* [Task statement]: When you reach the line with "pub enum TurnUpdate" in the listing below, transcribe it and each line after it up to and including the line with "a clean finish.", exactly and with nothing else.

.....

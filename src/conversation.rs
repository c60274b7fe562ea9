use std::fmt;

use crate::protocol::Message;

#[derive(Clone, Debug, PartialEq, Eq)]
pub enum LogError {
    OutOfRange { index: usize, len: usize },
}

impl fmt::Display for LogError {
    fn fmt(&self, f: &mut fmt::Formatter<'_>) -> fmt::Result {
        match self {
            LogError::OutOfRange { index, len } => {
                write!(f, "message index {} out of range (log has {})", index, len)
            }
        }
    }
}

impl std::error::Error for LogError {}

/// Ordered conversation transcript. Messages are identified by position;
/// removal shifts later indices down, order is never rearranged.
#[derive(Clone, Default)]
pub struct ConversationLog {
    messages: Vec<Message>,
}

impl ConversationLog {
    pub fn new() -> Self {
        Self::default()
    }

    pub fn from_messages(messages: Vec<Message>) -> Self {
        Self { messages }
    }

    /// Append a message and return its index.
    pub fn append(&mut self, message: Message) -> usize {
        self.messages.push(message);
        self.messages.len() - 1
    }

    /// Remove the message at `index`. On an invalid index the log is
    /// untouched.
    pub fn remove_at(&mut self, index: usize) -> Result<Message, LogError> {
        if index >= self.messages.len() {
            return Err(LogError::OutOfRange {
                index,
                len: self.messages.len(),
            });
        }
        Ok(self.messages.remove(index))
    }

    pub fn all(&self) -> &[Message] {
        &self.messages
    }

    pub fn get(&self, index: usize) -> Option<&Message> {
        self.messages.get(index)
    }

    pub fn get_mut(&mut self, index: usize) -> Option<&mut Message> {
        self.messages.get_mut(index)
    }

    pub fn len(&self) -> usize {
        self.messages.len()
    }

    pub fn is_empty(&self) -> bool {
        self.messages.is_empty()
    }

    pub fn iter(&self) -> impl Iterator<Item = &Message> {
        self.messages.iter()
    }

    pub fn clear(&mut self) {
        self.messages.clear();
    }

    /// Render the log as role-labelled lines for prompt assembly:
    /// one `user: ...` or `assistant: ...` line per message, in order.
    pub fn transcript(&self) -> String {
        self.messages
            .iter()
            .map(|m| format!("{}: {}", m.kind.role_label(), m.text))
            .collect::<Vec<_>>()
            .join("\n")
    }
}

#[cfg(test)]
mod tests {
    use super::*;

    #[test]
    fn test_append_returns_index() {
        let mut log = ConversationLog::new();
        assert_eq!(log.append(Message::user("one")), 0);
        assert_eq!(log.append(Message::assistant("two")), 1);
        assert_eq!(log.len(), 2);
    }

    #[test]
    fn test_remove_at_shifts_indices() {
        let mut log = ConversationLog::new();
        log.append(Message::user("a"));
        log.append(Message::assistant("b"));
        log.append(Message::user("c"));

        let removed = log.remove_at(1).unwrap();
        assert_eq!(removed.text, "b");
        assert_eq!(log.len(), 2);
        assert_eq!(log.get(1).unwrap().text, "c");
    }

    #[test]
    fn test_remove_at_out_of_range_leaves_log_unchanged() {
        let mut log = ConversationLog::new();
        log.append(Message::user("a"));

        let err = log.remove_at(5).unwrap_err();
        assert_eq!(err, LogError::OutOfRange { index: 5, len: 1 });
        assert_eq!(log.len(), 1);
        assert_eq!(log.get(0).unwrap().text, "a");
    }

    #[test]
    fn test_transcript_labels_roles() {
        let mut log = ConversationLog::new();
        log.append(Message::user("hi"));
        log.append(Message::assistant("hello"));
        log.append(Message::code("let x = 1;"));

        assert_eq!(
            log.transcript(),
            "user: hi\nassistant: hello\nassistant: let x = 1;"
        );
    }

    #[test]
    fn test_clear() {
        let mut log = ConversationLog::new();
        log.append(Message::user("a"));
        log.clear();
        assert!(log.is_empty());
        assert_eq!(log.transcript(), "");
    }
}
//! Speech-to-text service: a small HTTP daemon that fronts a pluggable
//! transcription engine, plus the client the assistant uses to reach it.
//! The daemon is independent of the chat pipeline; they share nothing but
//! the serde stack.

pub mod client;
pub mod engine;
pub mod progress;
pub mod server;
pub mod wav;

/// Sample rate the wire format assumes, in hertz. Requests carry raw
/// little-endian f32 mono samples at this rate.
pub const SAMPLE_RATE: u32 = 16_000;
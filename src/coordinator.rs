use std::collections::VecDeque;
use std::fmt;
use std::time::Duration;

use tokio::runtime::Handle;

use crate::config::{self, AssistantConfig};
use crate::conversation::{ConversationLog, LogError};
use crate::conversation_store::HistoryStore;
use crate::protocol::{ChatEvent, GenerateRequest, Message, StreamError};
use crate::segments::split_segments;
use crate::stream::StreamSession;

/// Text shown in the live placeholder until the first chunk lands.
pub const PLACEHOLDER_TEXT: &str = "...";

#[derive(Clone, Copy, Debug, PartialEq, Eq)]
pub enum CoordinatorState {
    Idle,
    AwaitingResponse,
}

/// One drained unit of progress for the presentation side. Queued results
/// are returned one per call, FIFO.
pub enum TurnUpdate {
    None,
    /// Snapshot of the live placeholder plus the delta since the last update.
    Live(Message, String),
    /// Messages appended in place of the placeholder after a clean finish.
    /// Empty when the response had no renderable content.
    Completed(Vec<Message>),
    /// The error message appended after a failed stream.
    Failed(Message),
}

#[derive(Clone, Debug, PartialEq, Eq)]
pub enum ActionError {
    /// A stream is in flight; the previous turn must finish first.
    Busy,
    OutOfRange { index: usize, len: usize },
    /// The live placeholder cannot be removed while streaming.
    LiveMessage,
}

impl fmt::Display for ActionError {
    fn fmt(&self, f: &mut fmt::Formatter<'_>) -> fmt::Result {
        match self {
            ActionError::Busy => write!(f, "a response is already in progress"),
            ActionError::OutOfRange { index, len } => {
                write!(f, "message index {} out of range (log has {})", index, len)
            }
            ActionError::LiveMessage => {
                write!(f, "cannot delete the message being generated")
            }
        }
    }
}

impl std::error::Error for ActionError {}

impl From<LogError> for ActionError {
    fn from(e: LogError) -> Self {
        match e {
            LogError::OutOfRange { index, len } => ActionError::OutOfRange { index, len },
        }
    }
}

/// Mediates between the presentation thread and streaming sessions. Owns the
/// log and its store; at most one session is live at a time. All methods run
/// on the presentation thread; the session's background task only ever
/// touches the event channel.
pub struct Coordinator {
    log: ConversationLog,
    store: HistoryStore,
    session: Option<StreamSession>,
    live_index: Option<usize>,
    pending: VecDeque<TurnUpdate>,
    last_save_error: Option<String>,
}

impl Coordinator {
    pub fn new(store: HistoryStore, initial: Vec<Message>) -> Self {
        Self {
            log: ConversationLog::from_messages(initial),
            store,
            session: None,
            live_index: None,
            pending: VecDeque::new(),
            last_save_error: None,
        }
    }

    pub fn log(&self) -> &ConversationLog {
        &self.log
    }

    pub fn state(&self) -> CoordinatorState {
        if self.session.is_some() {
            CoordinatorState::AwaitingResponse
        } else {
            CoordinatorState::Idle
        }
    }

    pub fn is_busy(&self) -> bool {
        self.session.is_some()
    }

    /// Save failure from the most recent persisting operation, if any.
    /// In-memory state is always ahead of a failed save.
    pub fn take_save_error(&mut self) -> Option<String> {
        self.last_save_error.take()
    }

    /// Prompt sent to the backend: optional context snippet, the prior
    /// conversation as role-labelled lines, then the new user line.
    pub fn build_prompt(&self, config: &AssistantConfig, text: &str) -> String {
        let mut conversation = String::new();
        if let Some(context) = config::read_context_snippet(config.context_path.as_deref()) {
            conversation.push_str(&context);
            conversation.push_str("\n\n");
        }
        if !self.log.is_empty() {
            conversation.push_str("Previous conversation:\n");
            conversation.push_str(&self.log.transcript());
            conversation.push_str("\n\n");
        }
        conversation.push_str("user: ");
        conversation.push_str(text);
        conversation
    }

    /// Start a turn: append and persist the user message, append a live
    /// placeholder (never persisted), and launch the streaming session.
    pub fn submit(
        &mut self,
        text: &str,
        handle: &Handle,
        http: reqwest::Client,
        config: &AssistantConfig,
    ) -> Result<(), ActionError> {
        if self.session.is_some() {
            return Err(ActionError::Busy);
        }

        let prompt = self.build_prompt(config, text);
        self.push_user_turn(text);

        let request = GenerateRequest {
            model: config.model.clone(),
            prompt,
            stream: true,
        };
        self.session = Some(StreamSession::start(
            handle,
            http,
            &config.base_url,
            request,
            Duration::from_secs(config.stream_timeout_secs),
        ));
        Ok(())
    }

    #[cfg(test)]
    pub(crate) fn submit_injected(
        &mut self,
        text: &str,
        session: StreamSession,
    ) -> Result<(), ActionError> {
        if self.session.is_some() {
            return Err(ActionError::Busy);
        }
        self.push_user_turn(text);
        self.session = Some(session);
        Ok(())
    }

    fn push_user_turn(&mut self, text: &str) {
        self.log.append(Message::user(text));
        self.persist();
        self.live_index = Some(self.log.append(Message::assistant(PLACEHOLDER_TEXT)));
    }

    /// Remove a message and persist. The live placeholder is not deletable;
    /// deleting below it shifts its tracked index.
    pub fn delete(&mut self, index: usize) -> Result<Message, ActionError> {
        if self.live_index == Some(index) {
            return Err(ActionError::LiveMessage);
        }
        let removed = self.log.remove_at(index)?;
        if let Some(live) = self.live_index {
            if live > index {
                self.live_index = Some(live - 1);
            }
        }
        self.persist();
        Ok(removed)
    }

    /// Drop the whole conversation and persist the empty log. Rejected while
    /// a stream is in flight.
    pub fn clear(&mut self) -> Result<(), ActionError> {
        if self.session.is_some() {
            return Err(ActionError::Busy);
        }
        self.log.clear();
        self.persist();
        Ok(())
    }

    /// Apply everything the background task has produced so far and return
    /// the next update. Consecutive chunks are coalesced into one `Live`
    /// update; terminal events finish the turn and drop the session.
    pub fn drain(&mut self) -> TurnUpdate {
        if let Some(update) = self.pending.pop_front() {
            return update;
        }

        let mut events = Vec::new();
        if let Some(session) = self.session.as_mut() {
            while let Some(ev) = session.poll_event() {
                events.push(ev);
            }
        }
        if events.is_empty() {
            return TurnUpdate::None;
        }

        let mut batched_text: Option<String> = None;
        let mut batched_delta = String::new();

        macro_rules! flush_batch {
            () => {
                if let Some(text) = batched_text.take() {
                    let delta = std::mem::take(&mut batched_delta);
                    if let Some(msg) = self.live_index.and_then(|i| self.log.get_mut(i)) {
                        msg.text = text;
                        self.pending.push_back(TurnUpdate::Live(msg.clone(), delta));
                    }
                }
            };
        }

        for ev in events {
            match ev {
                ChatEvent::Chunk { text, delta } => {
                    batched_text = Some(text);
                    batched_delta.push_str(&delta);
                }
                ChatEvent::Done { text } => {
                    flush_batch!();
                    self.finish_turn_ok(&text);
                }
                ChatEvent::Error(err) => {
                    flush_batch!();
                    self.finish_turn_err(err);
                }
            }
        }
        flush_batch!();

        self.pending.pop_front().unwrap_or(TurnUpdate::None)
    }

    fn finish_turn_ok(&mut self, full_text: &str) {
        self.remove_placeholder();

        let mut appended = Vec::new();
        for segment in split_segments(full_text) {
            let msg = if segment.code {
                Message::code(segment.text)
            } else {
                Message::assistant(segment.text)
            };
            self.log.append(msg.clone());
            appended.push(msg);
        }

        self.session = None;
        self.persist();
        self.pending.push_back(TurnUpdate::Completed(appended));
    }

    fn finish_turn_err(&mut self, err: StreamError) {
        self.remove_placeholder();

        let msg = Message::assistant(format!("Error: {}", err));
        self.log.append(msg.clone());

        self.session = None;
        self.persist();
        self.pending.push_back(TurnUpdate::Failed(msg));
    }

    fn remove_placeholder(&mut self) {
        if let Some(index) = self.live_index.take() {
            let _ = self.log.remove_at(index);
        }
    }

    /// Write the log to disk, skipping the live placeholder so a mid-stream
    /// save never persists it. Failures are recorded, never fatal.
    fn persist(&mut self) {
        let messages: Vec<Message> = match self.live_index {
            Some(live) => self
                .log
                .iter()
                .enumerate()
                .filter(|(i, _)| *i != live)
                .map(|(_, m)| m.clone())
                .collect(),
            None => self.log.all().to_vec(),
        };

        if let Err(e) = self.store.save(&messages) {
            eprintln!("[COORDINATOR] Failed to save history: {}", e);
            self.last_save_error = Some(e.to_string());
        }
    }
}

.....

* [Result of this task]:
pub enum TurnUpdate {
    None,
    /// Snapshot of the live placeholder plus the delta since the last update.
    Live(Message, String),
    /// Messages appended in place of the placeholder after a clean finish.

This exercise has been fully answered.